I host about 8 domains and have noticed when viewing my certificate that the common name CN is different from the domain name that is being encrypted. I’m a little bit concerned about the professional image of doing this in the event that somebody actually decides to look at the certificate and notice this, or that a web browser might flag it as a security hazard.
Would I be abusing the LetsEncrypt model if I were to create the certificates for each of these sites instead of wrapping them all into one certificate with multiple distinct aliases?
The common name field isn’t even inspected by most browsers - it’s been deprecated for quite a while. From a certificate standpoint, it could say “Happy Giraffes” and be just as valid.
Let’s Encrypt puts the first name on the list there, but there’s no way to have that change based on where the user navigated without creating individual certificates for each site. As long as you stay within the rate limits, there’s no issue with doing so.

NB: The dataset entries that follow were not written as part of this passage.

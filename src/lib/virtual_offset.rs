//! BGZF virtual offsets.
//!
//! A virtual offset packs the file offset of a block start into the upper 48 bits and the
//! offset within that block's decompressed payload into the lower 16 bits:
//!
//! ```text
//! 63                                  16 15             0
//! ┌──────────────────────────────────────┬───────────────┐
//! │ block_start (file offset of block)   │ within_block  │
//! └──────────────────────────────────────┴───────────────┘
//! ```
//!
//! Both components are validated on construction; out-of-range values are a
//! [`BgzfError::Range`] rather than being silently truncated.

use std::fmt;

use crate::errors::{BgzfError, Result};

/// Number of bits holding the within-block offset.
pub const WITHIN_BLOCK_BITS: u32 = 16;

/// Exclusive upper bound for the within-block offset (2^16).
pub const MAX_WITHIN_BLOCK_OFFSET: u64 = 1 << WITHIN_BLOCK_BITS;

/// Exclusive upper bound for the block start offset (2^48).
pub const MAX_BLOCK_START_OFFSET: u64 = 1 << (64 - WITHIN_BLOCK_BITS);

/// Packs a block start offset and a within-block offset into a virtual offset.
///
/// # Errors
///
/// Returns [`BgzfError::Range`] unless `within_block < 2^16` and `block_start < 2^48`.
///
/// # Examples
///
/// ```
/// use blockgz_lib::virtual_offset::pack;
///
/// assert_eq!(pack(0, 65535).unwrap(), 65535);
/// assert_eq!(pack(100_000, 10).unwrap(), 6_553_600_010);
/// assert!(pack(0, 65536).is_err());
/// ```
pub fn pack(block_start: u64, within_block: u64) -> Result<u64> {
    if within_block >= MAX_WITHIN_BLOCK_OFFSET {
        return Err(BgzfError::Range {
            reason: format!("Require 0 <= within_block_offset < 2**16, got {within_block}"),
        });
    }
    if block_start >= MAX_BLOCK_START_OFFSET {
        return Err(BgzfError::Range {
            reason: format!("Require 0 <= block_start_offset < 2**48, got {block_start}"),
        });
    }
    Ok((block_start << WITHIN_BLOCK_BITS) | within_block)
}

/// Splits a virtual offset into `(block_start, within_block)`.
#[must_use]
pub fn unpack(offset: u64) -> (u64, u64) {
    let block_start = offset >> WITHIN_BLOCK_BITS;
    (block_start, offset - (block_start << WITHIN_BLOCK_BITS))
}

/// A validated 64-bit BGZF virtual offset.
#[derive(Debug, Clone, Copy, Default, PartialEq, Eq, PartialOrd, Ord, Hash)]
pub struct VirtualOffset(u64);

impl VirtualOffset {
    /// Creates a virtual offset from its two components.
    ///
    /// # Errors
    ///
    /// Returns [`BgzfError::Range`] if either component exceeds its bit-width.
    pub fn new(block_start: u64, within_block: u64) -> Result<Self> {
        pack(block_start, within_block).map(Self)
    }

    /// File offset of the block containing this position.
    #[must_use]
    pub fn block_start(self) -> u64 {
        unpack(self.0).0
    }

    /// Offset into the decompressed payload of that block.
    #[must_use]
    pub fn within_block(self) -> u64 {
        unpack(self.0).1
    }

    /// Returns `(block_start, within_block)`.
    #[must_use]
    pub fn split(self) -> (u64, u64) {
        unpack(self.0)
    }

    /// The packed 64-bit value.
    #[must_use]
    pub fn get(self) -> u64 {
        self.0
    }
}

// Every u64 unpacks to in-range components, so the raw conversion cannot fail.
impl From<u64> for VirtualOffset {
    fn from(value: u64) -> Self {
        Self(value)
    }
}

impl From<VirtualOffset> for u64 {
    fn from(offset: VirtualOffset) -> Self {
        offset.0
    }
}

impl fmt::Display for VirtualOffset {
    fn fmt(&self, f: &mut fmt::Formatter<'_>) -> fmt::Result {
        let (block_start, within_block) = self.split();
        write!(f, "{}:{block_start}/{within_block}", self.0)
    }
}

I would posit, however, that anyone technical enough to look at the certificate to determine trust is probably technical enough to at least have a vague understanding of SubjectAlternateName fields. Plus, why would someone treat it like a security hazard if their browser is accepting it?
Either way works, though, as long as you stay within rate limits. It’s also super reasonable if you don’t want two of your domains to be quite so easily associated. (E.g. company site and personal blog, or multiple client sites.)